> **The task**
Only one stretch of the records below should be repeated. It starts with the line containing "complete in time" and goes on through the line containing "KeelError::Io(_)", exactly as written.

[Provided records Boundary: Start]

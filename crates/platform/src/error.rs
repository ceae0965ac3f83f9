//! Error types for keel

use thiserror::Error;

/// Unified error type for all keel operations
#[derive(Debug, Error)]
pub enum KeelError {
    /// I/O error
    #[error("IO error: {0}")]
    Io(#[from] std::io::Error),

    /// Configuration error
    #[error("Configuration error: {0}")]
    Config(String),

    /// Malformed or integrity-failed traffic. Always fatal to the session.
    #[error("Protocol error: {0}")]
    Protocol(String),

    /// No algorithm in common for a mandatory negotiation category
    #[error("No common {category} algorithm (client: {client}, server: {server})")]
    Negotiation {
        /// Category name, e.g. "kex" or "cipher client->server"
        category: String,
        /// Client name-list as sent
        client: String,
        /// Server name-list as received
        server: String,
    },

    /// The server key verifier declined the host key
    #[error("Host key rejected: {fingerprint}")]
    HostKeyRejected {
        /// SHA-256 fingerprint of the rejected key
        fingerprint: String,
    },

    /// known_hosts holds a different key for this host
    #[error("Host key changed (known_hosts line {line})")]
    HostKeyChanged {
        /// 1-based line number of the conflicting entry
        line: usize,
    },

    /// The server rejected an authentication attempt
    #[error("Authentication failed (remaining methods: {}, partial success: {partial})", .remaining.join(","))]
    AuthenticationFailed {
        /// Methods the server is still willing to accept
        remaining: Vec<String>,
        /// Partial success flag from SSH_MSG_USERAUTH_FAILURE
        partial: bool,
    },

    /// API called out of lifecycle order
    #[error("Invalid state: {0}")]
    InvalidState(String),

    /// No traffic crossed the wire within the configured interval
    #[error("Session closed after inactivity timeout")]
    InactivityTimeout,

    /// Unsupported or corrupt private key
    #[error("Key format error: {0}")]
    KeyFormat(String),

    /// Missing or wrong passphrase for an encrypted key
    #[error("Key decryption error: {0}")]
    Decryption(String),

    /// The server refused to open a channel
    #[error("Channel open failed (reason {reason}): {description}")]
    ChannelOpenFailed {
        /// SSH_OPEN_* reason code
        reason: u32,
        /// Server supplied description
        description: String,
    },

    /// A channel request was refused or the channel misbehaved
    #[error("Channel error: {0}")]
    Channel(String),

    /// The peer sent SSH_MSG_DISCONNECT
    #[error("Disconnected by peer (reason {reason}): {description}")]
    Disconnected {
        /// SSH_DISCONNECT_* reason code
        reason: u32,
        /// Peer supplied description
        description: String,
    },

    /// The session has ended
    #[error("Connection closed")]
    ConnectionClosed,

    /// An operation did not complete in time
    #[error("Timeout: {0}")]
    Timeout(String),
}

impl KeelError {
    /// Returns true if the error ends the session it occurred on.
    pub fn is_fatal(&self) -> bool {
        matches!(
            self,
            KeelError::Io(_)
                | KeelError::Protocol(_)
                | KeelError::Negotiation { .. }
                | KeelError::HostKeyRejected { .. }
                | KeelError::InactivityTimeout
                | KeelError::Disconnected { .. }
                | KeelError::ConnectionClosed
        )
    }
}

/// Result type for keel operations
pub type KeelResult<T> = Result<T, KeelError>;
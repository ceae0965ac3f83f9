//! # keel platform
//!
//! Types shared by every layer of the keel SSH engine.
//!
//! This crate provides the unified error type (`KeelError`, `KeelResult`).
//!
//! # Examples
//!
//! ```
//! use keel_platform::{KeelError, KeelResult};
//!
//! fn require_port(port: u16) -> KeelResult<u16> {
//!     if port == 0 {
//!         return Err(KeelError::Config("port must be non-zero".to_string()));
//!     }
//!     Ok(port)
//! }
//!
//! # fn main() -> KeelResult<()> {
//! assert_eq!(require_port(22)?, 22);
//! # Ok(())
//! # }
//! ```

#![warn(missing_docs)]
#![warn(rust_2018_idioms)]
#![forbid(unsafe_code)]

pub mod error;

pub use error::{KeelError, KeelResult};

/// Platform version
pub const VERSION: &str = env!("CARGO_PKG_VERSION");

[Provided records Boundary: End]

> **Response box**
    /// An operation did not complete in time
    #[error("Timeout: {0}")]
    Timeout(String),
}

impl KeelError {
    /// Returns true if the error ends the session it occurred on.
    pub fn is_fatal(&self) -> bool {
        matches!(
            self,
            KeelError::Io(_)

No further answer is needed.